EXERCISE GOAL :: Copy out each line from the material where the word "Output" is found.

DATASET ::

┌──

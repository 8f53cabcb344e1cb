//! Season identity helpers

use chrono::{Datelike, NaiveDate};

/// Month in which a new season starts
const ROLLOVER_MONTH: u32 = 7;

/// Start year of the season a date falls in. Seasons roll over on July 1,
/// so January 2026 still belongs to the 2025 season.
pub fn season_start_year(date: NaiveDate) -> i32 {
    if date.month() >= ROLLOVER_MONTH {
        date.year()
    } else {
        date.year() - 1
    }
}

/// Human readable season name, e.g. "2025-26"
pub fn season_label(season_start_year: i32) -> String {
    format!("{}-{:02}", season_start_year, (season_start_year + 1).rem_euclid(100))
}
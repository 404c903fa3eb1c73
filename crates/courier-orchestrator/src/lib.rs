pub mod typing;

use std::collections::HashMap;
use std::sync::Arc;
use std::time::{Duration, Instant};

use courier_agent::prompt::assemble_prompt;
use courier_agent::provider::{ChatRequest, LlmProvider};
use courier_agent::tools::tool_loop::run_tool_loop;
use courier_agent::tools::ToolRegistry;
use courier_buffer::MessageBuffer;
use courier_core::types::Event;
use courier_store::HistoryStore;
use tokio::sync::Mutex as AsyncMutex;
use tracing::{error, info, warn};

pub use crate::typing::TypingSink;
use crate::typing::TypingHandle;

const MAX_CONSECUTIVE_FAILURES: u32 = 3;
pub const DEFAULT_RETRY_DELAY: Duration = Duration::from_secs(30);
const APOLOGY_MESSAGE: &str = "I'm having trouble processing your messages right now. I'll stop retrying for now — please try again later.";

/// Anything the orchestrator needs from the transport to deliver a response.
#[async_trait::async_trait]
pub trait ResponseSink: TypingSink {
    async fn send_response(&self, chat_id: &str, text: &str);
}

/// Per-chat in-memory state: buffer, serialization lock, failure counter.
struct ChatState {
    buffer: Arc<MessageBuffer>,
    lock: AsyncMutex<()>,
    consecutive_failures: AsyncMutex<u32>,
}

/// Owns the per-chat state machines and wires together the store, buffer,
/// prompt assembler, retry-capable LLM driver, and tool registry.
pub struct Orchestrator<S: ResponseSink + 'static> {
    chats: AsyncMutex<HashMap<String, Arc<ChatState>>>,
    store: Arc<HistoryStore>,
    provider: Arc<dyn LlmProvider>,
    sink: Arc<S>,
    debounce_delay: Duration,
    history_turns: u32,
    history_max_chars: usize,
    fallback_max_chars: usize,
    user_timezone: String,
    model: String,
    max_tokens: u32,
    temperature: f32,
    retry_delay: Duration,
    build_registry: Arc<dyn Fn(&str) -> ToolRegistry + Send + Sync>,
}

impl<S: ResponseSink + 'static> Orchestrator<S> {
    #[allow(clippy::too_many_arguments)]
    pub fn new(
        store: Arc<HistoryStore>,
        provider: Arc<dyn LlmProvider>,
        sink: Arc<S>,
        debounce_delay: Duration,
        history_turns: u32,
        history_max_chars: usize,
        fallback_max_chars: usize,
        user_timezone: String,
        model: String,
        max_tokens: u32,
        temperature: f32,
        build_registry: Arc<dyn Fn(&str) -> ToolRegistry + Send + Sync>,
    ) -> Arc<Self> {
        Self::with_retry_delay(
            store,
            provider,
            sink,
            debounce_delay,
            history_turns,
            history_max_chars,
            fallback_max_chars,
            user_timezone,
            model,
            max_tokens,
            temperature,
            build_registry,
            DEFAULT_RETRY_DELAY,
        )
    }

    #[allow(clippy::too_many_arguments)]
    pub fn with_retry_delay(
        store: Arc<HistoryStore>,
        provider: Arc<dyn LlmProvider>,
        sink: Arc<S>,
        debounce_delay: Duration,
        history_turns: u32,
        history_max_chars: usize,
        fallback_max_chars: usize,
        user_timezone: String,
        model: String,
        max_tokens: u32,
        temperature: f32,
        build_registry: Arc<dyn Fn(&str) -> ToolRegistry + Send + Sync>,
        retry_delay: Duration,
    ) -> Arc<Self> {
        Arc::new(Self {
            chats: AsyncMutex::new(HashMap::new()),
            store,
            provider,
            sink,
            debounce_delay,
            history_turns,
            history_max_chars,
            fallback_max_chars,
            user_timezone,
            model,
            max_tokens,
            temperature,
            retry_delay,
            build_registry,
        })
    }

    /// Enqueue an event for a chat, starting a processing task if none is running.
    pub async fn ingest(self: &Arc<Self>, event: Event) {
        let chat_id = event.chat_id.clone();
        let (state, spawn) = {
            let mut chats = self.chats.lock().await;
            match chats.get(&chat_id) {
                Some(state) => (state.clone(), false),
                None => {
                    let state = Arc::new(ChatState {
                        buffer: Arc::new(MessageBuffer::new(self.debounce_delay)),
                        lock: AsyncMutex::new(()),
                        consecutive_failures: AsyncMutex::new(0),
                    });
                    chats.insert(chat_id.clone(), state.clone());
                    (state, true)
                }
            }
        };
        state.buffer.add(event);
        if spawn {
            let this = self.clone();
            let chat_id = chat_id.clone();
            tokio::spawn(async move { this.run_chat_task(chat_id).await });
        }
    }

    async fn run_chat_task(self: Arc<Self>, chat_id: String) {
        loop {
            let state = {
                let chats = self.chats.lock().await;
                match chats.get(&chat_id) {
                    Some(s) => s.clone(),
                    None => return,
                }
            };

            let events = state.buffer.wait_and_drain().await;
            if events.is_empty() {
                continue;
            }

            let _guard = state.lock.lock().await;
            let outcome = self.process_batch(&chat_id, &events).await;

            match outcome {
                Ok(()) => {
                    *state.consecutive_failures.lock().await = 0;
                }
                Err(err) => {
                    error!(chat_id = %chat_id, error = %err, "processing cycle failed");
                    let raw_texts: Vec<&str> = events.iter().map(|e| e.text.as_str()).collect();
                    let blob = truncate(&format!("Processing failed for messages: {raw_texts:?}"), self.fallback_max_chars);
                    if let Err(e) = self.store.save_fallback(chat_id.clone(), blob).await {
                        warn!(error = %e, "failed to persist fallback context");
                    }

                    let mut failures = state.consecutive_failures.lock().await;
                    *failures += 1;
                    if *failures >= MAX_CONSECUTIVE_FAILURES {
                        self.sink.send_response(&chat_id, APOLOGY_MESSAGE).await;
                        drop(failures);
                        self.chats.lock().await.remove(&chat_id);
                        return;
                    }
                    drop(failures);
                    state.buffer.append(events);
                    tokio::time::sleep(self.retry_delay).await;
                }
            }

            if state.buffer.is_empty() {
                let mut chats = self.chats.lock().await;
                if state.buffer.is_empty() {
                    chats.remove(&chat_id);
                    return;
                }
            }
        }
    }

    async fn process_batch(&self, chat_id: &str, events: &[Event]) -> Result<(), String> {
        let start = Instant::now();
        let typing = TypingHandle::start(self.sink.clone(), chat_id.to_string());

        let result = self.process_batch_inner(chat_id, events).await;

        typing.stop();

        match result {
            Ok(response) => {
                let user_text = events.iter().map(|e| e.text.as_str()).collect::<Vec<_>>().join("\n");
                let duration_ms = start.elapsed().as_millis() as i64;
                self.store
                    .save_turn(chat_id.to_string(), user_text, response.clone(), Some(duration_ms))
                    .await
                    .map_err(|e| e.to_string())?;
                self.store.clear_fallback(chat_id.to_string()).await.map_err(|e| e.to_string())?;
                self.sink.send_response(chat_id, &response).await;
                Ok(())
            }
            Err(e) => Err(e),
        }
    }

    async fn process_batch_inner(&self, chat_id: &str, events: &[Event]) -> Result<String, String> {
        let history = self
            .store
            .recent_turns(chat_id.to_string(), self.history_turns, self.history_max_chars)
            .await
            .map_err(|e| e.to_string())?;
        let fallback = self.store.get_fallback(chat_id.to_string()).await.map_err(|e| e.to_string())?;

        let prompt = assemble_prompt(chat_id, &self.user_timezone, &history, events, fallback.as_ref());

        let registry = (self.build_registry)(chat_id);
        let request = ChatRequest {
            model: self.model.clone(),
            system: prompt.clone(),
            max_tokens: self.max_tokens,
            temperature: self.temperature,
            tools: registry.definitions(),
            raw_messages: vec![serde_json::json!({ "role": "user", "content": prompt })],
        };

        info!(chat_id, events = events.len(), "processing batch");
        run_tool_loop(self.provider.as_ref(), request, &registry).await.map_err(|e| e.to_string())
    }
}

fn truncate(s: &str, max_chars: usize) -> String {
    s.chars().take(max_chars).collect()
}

└──
┌──

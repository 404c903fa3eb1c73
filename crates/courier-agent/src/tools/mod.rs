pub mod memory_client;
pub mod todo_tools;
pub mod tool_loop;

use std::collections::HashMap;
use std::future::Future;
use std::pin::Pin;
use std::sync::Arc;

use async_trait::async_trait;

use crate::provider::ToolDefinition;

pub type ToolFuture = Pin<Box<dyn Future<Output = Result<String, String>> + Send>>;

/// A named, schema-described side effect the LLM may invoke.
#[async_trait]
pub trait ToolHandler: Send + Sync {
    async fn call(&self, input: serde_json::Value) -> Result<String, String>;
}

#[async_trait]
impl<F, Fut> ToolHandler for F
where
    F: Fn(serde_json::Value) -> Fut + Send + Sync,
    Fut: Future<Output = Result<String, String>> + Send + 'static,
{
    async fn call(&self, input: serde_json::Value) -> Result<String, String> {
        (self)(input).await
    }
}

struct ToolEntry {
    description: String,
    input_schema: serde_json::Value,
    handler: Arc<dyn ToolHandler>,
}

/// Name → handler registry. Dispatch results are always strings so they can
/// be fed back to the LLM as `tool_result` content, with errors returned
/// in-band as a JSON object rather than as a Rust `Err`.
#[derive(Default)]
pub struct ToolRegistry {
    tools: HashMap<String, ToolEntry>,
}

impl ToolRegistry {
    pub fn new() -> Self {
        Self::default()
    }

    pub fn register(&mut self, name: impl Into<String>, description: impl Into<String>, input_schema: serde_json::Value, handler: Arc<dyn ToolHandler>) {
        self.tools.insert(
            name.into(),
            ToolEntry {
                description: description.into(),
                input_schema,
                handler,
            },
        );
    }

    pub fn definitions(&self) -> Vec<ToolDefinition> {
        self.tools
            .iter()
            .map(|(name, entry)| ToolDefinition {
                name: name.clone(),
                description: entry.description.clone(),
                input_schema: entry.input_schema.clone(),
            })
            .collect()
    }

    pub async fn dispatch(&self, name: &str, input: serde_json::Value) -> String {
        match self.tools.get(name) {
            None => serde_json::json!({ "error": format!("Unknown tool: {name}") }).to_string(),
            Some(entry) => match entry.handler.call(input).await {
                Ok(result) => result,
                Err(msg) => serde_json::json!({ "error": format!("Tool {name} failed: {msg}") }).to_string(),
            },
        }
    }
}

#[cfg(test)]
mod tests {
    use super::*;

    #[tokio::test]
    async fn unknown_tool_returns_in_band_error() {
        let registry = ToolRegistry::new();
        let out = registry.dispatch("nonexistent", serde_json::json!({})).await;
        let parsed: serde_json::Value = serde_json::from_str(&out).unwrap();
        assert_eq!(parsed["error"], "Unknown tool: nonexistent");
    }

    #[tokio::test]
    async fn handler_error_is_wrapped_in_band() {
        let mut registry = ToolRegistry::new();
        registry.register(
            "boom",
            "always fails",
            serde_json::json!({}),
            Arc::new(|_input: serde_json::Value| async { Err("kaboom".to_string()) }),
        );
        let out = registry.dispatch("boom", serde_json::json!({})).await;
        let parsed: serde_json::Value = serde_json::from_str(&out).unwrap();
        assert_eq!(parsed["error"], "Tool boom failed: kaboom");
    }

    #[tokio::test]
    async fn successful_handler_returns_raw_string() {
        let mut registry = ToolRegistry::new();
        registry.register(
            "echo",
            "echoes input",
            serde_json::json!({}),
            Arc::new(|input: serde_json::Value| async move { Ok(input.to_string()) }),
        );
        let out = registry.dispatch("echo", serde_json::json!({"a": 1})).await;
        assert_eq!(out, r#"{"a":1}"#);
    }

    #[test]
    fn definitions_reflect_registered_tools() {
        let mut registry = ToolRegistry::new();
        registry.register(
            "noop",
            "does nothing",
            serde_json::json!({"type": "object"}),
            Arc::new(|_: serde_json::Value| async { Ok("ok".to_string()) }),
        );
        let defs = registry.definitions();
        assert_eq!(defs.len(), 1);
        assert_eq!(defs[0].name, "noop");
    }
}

└──

EXERCISE RESULT ::
pub type ToolFuture = Pin<Box<dyn Future<Output = Result<String, String>> + Send>>;
    Fut: Future<Output = Result<String, String>> + Send + 'static,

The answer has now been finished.